» **What you need to do**: The response should contain only those lines of the entries below that include the string "AtomicBool".

===

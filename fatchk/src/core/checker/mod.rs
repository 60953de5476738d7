// SPDX-License-Identifier: MIT

mod statemap;

pub use statemap::ClusterStateMap;

use core::sync::atomic::{AtomicBool, Ordering};

/// Whether findings are repaired in place or only counted.
#[derive(Debug, Clone, Copy, PartialEq, Eq)]
pub enum CheckMode {
    ReportOnly,
    Fix,
}

impl CheckMode {
    #[inline]
    pub fn fixing(self) -> bool {
        self == CheckMode::Fix
    }
}

/// Wait policy for the process-wide check-disk session lock.
#[derive(Debug, Clone, Copy, PartialEq, Eq, Default)]
pub enum WaitMode {
    /// Suspend until the lock is free.
    #[default]
    Wait,
    /// Fail immediately when another invocation is in flight.
    NoWait,
}

static CHECK_IN_PROGRESS: AtomicBool = AtomicBool::new(false);

/// Guard serializing entire check-disk invocations. At most one is in flight
/// per process; dropped on every exit path.
#[derive(Debug)]
pub struct SessionGuard {
    _priv: (),
}

impl SessionGuard {
    pub fn acquire(wait: WaitMode) -> Option<Self> {
        loop {
            if CHECK_IN_PROGRESS
                .compare_exchange(false, true, Ordering::Acquire, Ordering::Relaxed)
                .is_ok()
            {
                return Some(Self { _priv: () });
            }
            match wait {
                WaitMode::NoWait => return None,
                WaitMode::Wait => {
                    #[cfg(feature = "std")]
                    std::thread::yield_now();
                    #[cfg(not(feature = "std"))]
                    core::hint::spin_loop();
                }
            }
        }
    }
}

impl Drop for SessionGuard {
    fn drop(&mut self) {
        CHECK_IN_PROGRESS.store(false, Ordering::Release);
    }
}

===

» **Exercise result**:
use core::sync::atomic::{AtomicBool, Ordering};
static CHECK_IN_PROGRESS: AtomicBool = AtomicBool::new(false);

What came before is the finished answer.